As an Amiga owner I can tell you it’s actually called the ST because the H and I fell off. :wink:


You can sideload from USB (what would any Amiga be without pirated games, after all?). So maybe?

No. Speccy and C64 were solidly 8-bit machines and were called that at the time. There was nothing 16 bit at all about Z80s and 6502s. People called the Amiga and Atari ST 16 bit machines (even if they were 16/32). 32 bit machines were the 386/486/586 PCs and the PowerPC era Macs.



Happy Aww GIF by MCDM

I had:

  • A500, which I bought a 1.5MB upgrade card for that required clipping a wire onto Agnus (the chip, not a person!)
  • A1200 with a 80MB hd (my first!)

THEN I went to work for an Amiga design house. My work machine was an A4000 with a Video Toaster in it. My take-home Amiga was an A1200 with an 68030 accellerator, MMU, and 32MB of ram.
I also had an Amiga CD32 with the MPEG hardware accellerator card in it to watch movies. I bought every game I could - back them Sam the Recond Man in Toronto actually sold them!

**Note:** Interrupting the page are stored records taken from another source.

//! Cart repository for database operations.
//!
//! Account carts are stored as one `carts` row per user and one
//! `cart_items` row per line. Writes touch only the rows named by the
//! [`CartChange`] that produced them, inside a single transaction.
//!
//! Queries are built at runtime with `query_as` so the crate builds without
//! a live database.

use chrono::{DateTime, Utc};
use rust_decimal::Decimal;
use sqlx::PgPool;
use sqlx::types::Json;
use uuid::Uuid;

use yedek_core::{
    Cart, CartChange, CartId, CartItem, CartOwner, CurrencyCode, LineItemId, Money, ProductId,
    ProductSnapshot, Quantity, UserId,
};

use super::RepositoryError;
use crate::store::{CartKey, CartStore, StoreError};

#[derive(sqlx::FromRow)]
struct CartRow {
    id: Uuid,
    discount_code: Option<String>,
    currency: String,
    created_at: DateTime<Utc>,
    updated_at: DateTime<Utc>,
}

#[derive(sqlx::FromRow)]
struct CartItemRow {
    id: Uuid,
    product_id: Uuid,
    quantity: i32,
    unit_price: Decimal,
    product_snapshot: serde_json::Value,
    created_at: DateTime<Utc>,
    updated_at: DateTime<Utc>,
}

impl CartItemRow {
    fn into_item(self, currency: CurrencyCode) -> Result<CartItem, RepositoryError> {
        let mut product: ProductSnapshot = serde_json::from_value(self.product_snapshot)
            .map_err(|e| {
                RepositoryError::DataCorruption(format!("invalid product snapshot: {e}"))
            })?;

        // Columns win over the snapshot copy.
        product.id = ProductId::new(self.product_id);
        product.unit_price = Money::new(self.unit_price, currency).map_err(|e| {
            RepositoryError::DataCorruption(format!("invalid unit price in database: {e}"))
        })?;

        let quantity = Quantity::try_from_i64(i64::from(self.quantity)).map_err(|e| {
            RepositoryError::DataCorruption(format!("invalid quantity in database: {e}"))
        })?;

        Ok(CartItem {
            id: LineItemId::new(self.id),
            product,
            quantity,
            added_at: self.created_at,
            updated_at: self.updated_at,
        })
    }
}

/// Repository for cart database operations.
pub struct CartRepository<'a> {
    pool: &'a PgPool,
}

impl<'a> CartRepository<'a> {
    /// Create a new cart repository.
    #[must_use]
    pub const fn new(pool: &'a PgPool) -> Self {
        Self { pool }
    }

    /// Get a user's cart with its lines in insertion order.
    ///
    /// # Errors
    ///
    /// Returns `RepositoryError::Database` if a query fails.
    /// Returns `RepositoryError::DataCorruption` if a row cannot be decoded.
    pub async fn get_by_user(&self, user_id: UserId) -> Result<Option<Cart>, RepositoryError> {
        let row = sqlx::query_as::<_, CartRow>(
            r"
            SELECT id, discount_code, currency, created_at, updated_at
            FROM carts
            WHERE user_id = $1
            ",
        )
        .bind(user_id.as_uuid())
        .fetch_optional(self.pool)
        .await?;

        let Some(row) = row else {
            return Ok(None);
        };

        let currency: CurrencyCode = row
            .currency
            .parse()
            .map_err(RepositoryError::DataCorruption)?;

        let items = sqlx::query_as::<_, CartItemRow>(
            r"
            SELECT id, product_id, quantity, unit_price, product_snapshot,
                   created_at, updated_at
            FROM cart_items
            WHERE cart_id = $1
            ORDER BY created_at, id
            ",
        )
        .bind(row.id)
        .fetch_all(self.pool)
        .await?
        .into_iter()
        .map(|item| item.into_item(currency))
        .collect::<Result<Vec<_>, _>>()?;

        Ok(Some(Cart::from_parts(
            CartId::new(row.id),
            CartOwner::User(user_id),
            currency,
            items,
            row.discount_code,
            row.created_at,
            row.updated_at,
        )))
    }

    /// Write the rows affected by `change`.
    ///
    /// The cart row is upserted on every call so the first write creates it.
    ///
    /// # Errors
    ///
    /// Returns `RepositoryError::Conflict` if the cart has no user owner.
    /// Returns `RepositoryError::Database` if a query fails.
    pub async fn save(&self, cart: &Cart, change: &CartChange) -> Result<(), RepositoryError> {
        let user_id = cart.owner.user_id().ok_or_else(|| {
            RepositoryError::Conflict("guest carts are not stored in the database".to_owned())
        })?;

        let mut tx = self.pool.begin().await?;

        let cart_id: Uuid = sqlx::query_scalar(
            r"
            INSERT INTO carts (id, user_id, discount_code, currency, created_at, updated_at)
            VALUES ($1, $2, $3, $4, $5, $6)
            ON CONFLICT (user_id) DO UPDATE
               SET discount_code = EXCLUDED.discount_code,
                   currency = EXCLUDED.currency,
                   updated_at = EXCLUDED.updated_at
            RETURNING id
            ",
        )
        .bind(cart.id.as_uuid())
        .bind(user_id.as_uuid())
        .bind(cart.discount_code())
        .bind(cart.currency.code())
        .bind(cart.created_at)
        .bind(cart.updated_at)
        .fetch_one(&mut *tx)
        .await?;

        let mut changes = Vec::new();
        flatten(change, &mut changes);

        for change in changes {
            match change {
                CartChange::LineAdded(line_id) | CartChange::LineUpdated(line_id) => {
                    let Some(item) = cart.get_item(*line_id) else {
                        continue;
                    };
                    sqlx::query(
                        r"
                        INSERT INTO cart_items
                            (id, cart_id, product_id, quantity, unit_price, product_snapshot,
                             created_at, updated_at)
                        VALUES ($1, $2, $3, $4, $5, $6, $7, $8)
                        ON CONFLICT (cart_id, product_id) DO UPDATE
                           SET quantity = EXCLUDED.quantity,
                               unit_price = EXCLUDED.unit_price,
                               product_snapshot = EXCLUDED.product_snapshot,
                               updated_at = EXCLUDED.updated_at
                        ",
                    )
                    .bind(item.id.as_uuid())
                    .bind(cart_id)
                    .bind(item.product.id.as_uuid())
                    .bind(quantity_column(item.quantity))
                    .bind(item.unit_price().amount())
                    .bind(Json(&item.product))
                    .bind(item.added_at)
                    .bind(item.updated_at)
                    .execute(&mut *tx)
                    .await?;
                }
                CartChange::LineRemoved(line_id) => {
                    sqlx::query("DELETE FROM cart_items WHERE id = $1 AND cart_id = $2")
                        .bind(line_id.as_uuid())
                        .bind(cart_id)
                        .execute(&mut *tx)
                        .await?;
                }
                CartChange::Cleared => {
                    sqlx::query("DELETE FROM cart_items WHERE cart_id = $1")
                        .bind(cart_id)
                        .execute(&mut *tx)
                        .await?;
                }
                CartChange::DiscountCodeChanged
                | CartChange::Unchanged
                | CartChange::Batch(_) => {}
            }
        }

        tx.commit().await?;
        Ok(())
    }

    /// Delete a user's cart and its lines.
    ///
    /// # Errors
    ///
    /// Returns `RepositoryError::Database` if the query fails.
    pub async fn delete_by_user(&self, user_id: UserId) -> Result<(), RepositoryError> {
        sqlx::query("DELETE FROM carts WHERE user_id = $1")
            .bind(user_id.as_uuid())
            .execute(self.pool)
            .await?;
        Ok(())
    }
}

fn flatten<'c>(change: &'c CartChange, out: &mut Vec<&'c CartChange>) {
    if let CartChange::Batch(changes) = change {
        for change in changes {
            flatten(change, out);
        }
    } else {
        out.push(change);
    }
}

fn quantity_column(quantity: Quantity) -> i32 {
    i32::try_from(quantity.get()).unwrap_or(i32::MAX)
}

/// [`CartStore`] for a signed-in user's cart.
#[derive(Clone)]
pub struct PgCartStore {
    pool: PgPool,
    user_id: UserId,
}

impl PgCartStore {
    /// Bind to a user's cart.
    #[must_use]
    pub const fn new(pool: PgPool, user_id: UserId) -> Self {
        Self { pool, user_id }
    }
}

impl CartStore for PgCartStore {
    fn key(&self) -> CartKey {
        CartOwner::User(self.user_id)
    }

    async fn load(&self) -> Result<Option<Cart>, StoreError> {
        Ok(CartRepository::new(&self.pool)
            .get_by_user(self.user_id)
            .await?)
    }

    async fn persist(&self, cart: &Cart, change: &CartChange) -> Result<(), StoreError> {
        Ok(CartRepository::new(&self.pool).save(cart, change).await?)
    }

    async fn discard(&self) -> Result<(), StoreError> {
        Ok(CartRepository::new(&self.pool)
            .delete_by_user(self.user_id)
            .await?)
    }
}

#[cfg(test)]
mod tests {
    use super::*;

    #[test]
    fn test_flatten_nested_batches() {
        let a = LineItemId::generate();
        let b = LineItemId::generate();
        let change = CartChange::Batch(vec![
            CartChange::LineAdded(a),
            CartChange::Batch(vec![
                CartChange::LineUpdated(b),
                CartChange::DiscountCodeChanged,
            ]),
        ]);

        let mut out = Vec::new();
        flatten(&change, &mut out);

        assert_eq!(
            out,
            vec![
                &CartChange::LineAdded(a),
                &CartChange::LineUpdated(b),
                &CartChange::DiscountCodeChanged,
            ]
        );
    }

    #[test]
    fn test_row_columns_override_snapshot() {
        let snapshot = serde_json::json!({
            "id": Uuid::nil(),
            "name": "Debriyaj seti",
            "part_number": "XS4R-7540-AA",
            "unit_price": { "amount": "1.00", "currency": "TRY" }
        });
        let product_id = Uuid::new_v4();
        let now = Utc::now();
        let row = CartItemRow {
            id: Uuid::new_v4(),
            product_id,
            quantity: 2,
            unit_price: Decimal::new(245_000, 2),
            product_snapshot: snapshot,
            created_at: now,
            updated_at: now,
        };

        let Ok(item) = row.into_item(CurrencyCode::TRY) else {
            panic!("row should decode");
        };
        assert_eq!(item.product.id.as_uuid(), product_id);
        assert_eq!(item.unit_price().amount(), Decimal::new(245_000, 2));
        assert_eq!(item.quantity.get(), 2);
    }

    #[test]
    fn test_zero_quantity_row_is_corrupt() {
        let now = Utc::now();
        let row = CartItemRow {
            id: Uuid::new_v4(),
            product_id: Uuid::new_v4(),
            quantity: 0,
            unit_price: Decimal::ONE,
            product_snapshot: serde_json::json!({
                "id": Uuid::nil(),
                "name": "x",
                "part_number": "x",
                "unit_price": { "amount": "1", "currency": "TRY" }
            }),
            created_at: now,
            updated_at: now,
        };
        assert!(matches!(
            row.into_item(CurrencyCode::TRY),
            Err(RepositoryError::DataCorruption(_))
        ));
    }
}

I ran a multinode BBS (running DLG and a fideonet node) on that 1200. Ah, how I miss those days.


Another 16 bit computer, sadly overshadowed by the Amiga, Atari ST and even the IIGS was the TI-99/4A.

1 Like

The ST had a last generation sound chip

the POKEY - Wikipedia

and unlike the Amiga, was liimited to a 512 color palette,


Same Screen on Atari ST/Apple IIGS

These shots reflect the practical pallettes: 32 colors on the Amiga (from a pallette of 4096) and 16 (from 512) on the ST.

However, that ST screenshot there betrays a very crude port. 16 from 512 should look rather nicer than that and usually did.

Turning to Da Crowd There was all sorts of crazy graphical stuff on the Amiga. Working from the ground up (exploiting registers) you could fill a color with a gradient from the 4096 colors, which was very nice when done subtly (e.g. Shadow of the Beast) and “very Amiga” when not (e.g. Onslaught)

Amiga also had a 64 color mode with the second half being your 32-color set half-bright. This also required sufficient wizardry that it was only used on Amiga-first titles, but looked very nice when it was and titles using half-brights were competitive with PC VGA, and SNES, etc.

The famous HAM mode, 4096 colors at once, involved attribute clash and while at the time was spectacular, everything that used it now just looks like a really nasty deepfried JPG.


Yes, unfortunately TI made it so you needed an expensive developer kit (like with a console) to access machine code so the benefits it had over the competing 8-bits was pretty much lost


I did assembly programming on the processors of that era, and I always thought of the 68000 as 32 bit, especially compared with the 8088/8086 and awkwardness of segment registers, normalizing pointers…

1 Like

Hm. The ST used the AY-3-8910, which was finicky to work with. (We spent a lot of time taking apart the Tapper coin-op hardware and software to try to figure out how they got it to sound so good.)


I’ve still got my old A500 rig lying around here. Bought it from a company which had a huge collection of shareware diskettes, with the promise that as a customer, I could go in any time with blank disks and copy all that I wanted. Sweet!
That company was out of business before I ever got a chance to do that. :frowning:

Now, my Amiga’s dust cover is dust-covered. I haven’t used it in years and it would probably need a thorough recapping, but I can’t bring myself to get rid of it.